Data records:
---*---

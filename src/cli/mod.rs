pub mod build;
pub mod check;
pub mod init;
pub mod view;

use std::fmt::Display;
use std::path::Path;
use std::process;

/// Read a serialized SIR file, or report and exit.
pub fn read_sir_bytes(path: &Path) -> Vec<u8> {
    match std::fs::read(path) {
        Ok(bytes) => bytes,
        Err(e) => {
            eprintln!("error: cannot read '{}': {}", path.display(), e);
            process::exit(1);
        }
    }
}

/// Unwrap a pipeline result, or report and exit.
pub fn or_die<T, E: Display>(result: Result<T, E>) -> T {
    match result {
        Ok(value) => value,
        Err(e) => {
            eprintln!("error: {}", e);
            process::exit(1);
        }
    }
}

---*---

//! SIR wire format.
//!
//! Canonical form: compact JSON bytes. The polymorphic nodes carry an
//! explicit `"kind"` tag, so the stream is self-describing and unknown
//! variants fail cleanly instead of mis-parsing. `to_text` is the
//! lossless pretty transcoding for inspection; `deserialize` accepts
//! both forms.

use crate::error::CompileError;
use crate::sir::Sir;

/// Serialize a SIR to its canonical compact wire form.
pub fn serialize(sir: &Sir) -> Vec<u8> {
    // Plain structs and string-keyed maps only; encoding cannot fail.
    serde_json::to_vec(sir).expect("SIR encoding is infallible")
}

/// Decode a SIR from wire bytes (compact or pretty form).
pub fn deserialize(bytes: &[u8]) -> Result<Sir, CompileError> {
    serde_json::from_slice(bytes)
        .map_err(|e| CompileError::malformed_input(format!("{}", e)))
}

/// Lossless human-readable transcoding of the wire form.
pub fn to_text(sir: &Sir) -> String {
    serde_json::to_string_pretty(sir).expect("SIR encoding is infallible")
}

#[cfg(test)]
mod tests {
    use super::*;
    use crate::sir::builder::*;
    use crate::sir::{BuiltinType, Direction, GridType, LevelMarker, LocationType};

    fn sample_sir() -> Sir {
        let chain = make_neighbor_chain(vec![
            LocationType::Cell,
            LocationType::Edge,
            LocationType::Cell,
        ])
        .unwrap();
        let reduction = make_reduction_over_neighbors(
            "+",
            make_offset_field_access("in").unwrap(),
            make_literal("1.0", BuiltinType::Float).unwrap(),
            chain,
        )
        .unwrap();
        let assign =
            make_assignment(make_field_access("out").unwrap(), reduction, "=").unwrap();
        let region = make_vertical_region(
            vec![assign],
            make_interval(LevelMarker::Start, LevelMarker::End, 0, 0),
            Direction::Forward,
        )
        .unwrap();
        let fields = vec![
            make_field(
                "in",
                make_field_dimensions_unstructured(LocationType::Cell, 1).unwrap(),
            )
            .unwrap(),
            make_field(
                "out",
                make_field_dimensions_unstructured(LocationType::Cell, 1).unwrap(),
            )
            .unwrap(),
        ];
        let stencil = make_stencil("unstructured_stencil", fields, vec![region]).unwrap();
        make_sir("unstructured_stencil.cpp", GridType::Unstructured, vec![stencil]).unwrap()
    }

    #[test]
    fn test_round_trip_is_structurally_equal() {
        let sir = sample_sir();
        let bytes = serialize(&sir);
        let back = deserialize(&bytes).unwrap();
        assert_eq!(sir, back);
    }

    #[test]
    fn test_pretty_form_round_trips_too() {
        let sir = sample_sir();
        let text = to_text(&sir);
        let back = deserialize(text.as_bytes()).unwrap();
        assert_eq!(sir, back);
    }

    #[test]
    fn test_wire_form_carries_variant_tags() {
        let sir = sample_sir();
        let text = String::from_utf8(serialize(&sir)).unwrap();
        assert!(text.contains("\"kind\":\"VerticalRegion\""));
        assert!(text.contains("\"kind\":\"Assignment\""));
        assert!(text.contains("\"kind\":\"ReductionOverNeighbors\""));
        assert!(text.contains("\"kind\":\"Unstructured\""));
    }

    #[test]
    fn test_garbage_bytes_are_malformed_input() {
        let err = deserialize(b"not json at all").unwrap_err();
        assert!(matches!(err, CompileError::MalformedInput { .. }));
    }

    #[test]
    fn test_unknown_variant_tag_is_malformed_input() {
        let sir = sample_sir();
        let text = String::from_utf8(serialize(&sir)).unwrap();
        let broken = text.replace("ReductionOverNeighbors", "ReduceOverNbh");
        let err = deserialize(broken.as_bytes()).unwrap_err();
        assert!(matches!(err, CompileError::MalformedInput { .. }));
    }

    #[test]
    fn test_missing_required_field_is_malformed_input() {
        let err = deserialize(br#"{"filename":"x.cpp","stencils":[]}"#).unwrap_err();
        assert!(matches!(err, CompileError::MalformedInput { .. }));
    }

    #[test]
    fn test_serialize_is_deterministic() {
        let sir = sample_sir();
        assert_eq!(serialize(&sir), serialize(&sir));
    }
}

---*---

Work item:
State how many lines in the entries above include the word "path"; reply with the number alone.

Output:
4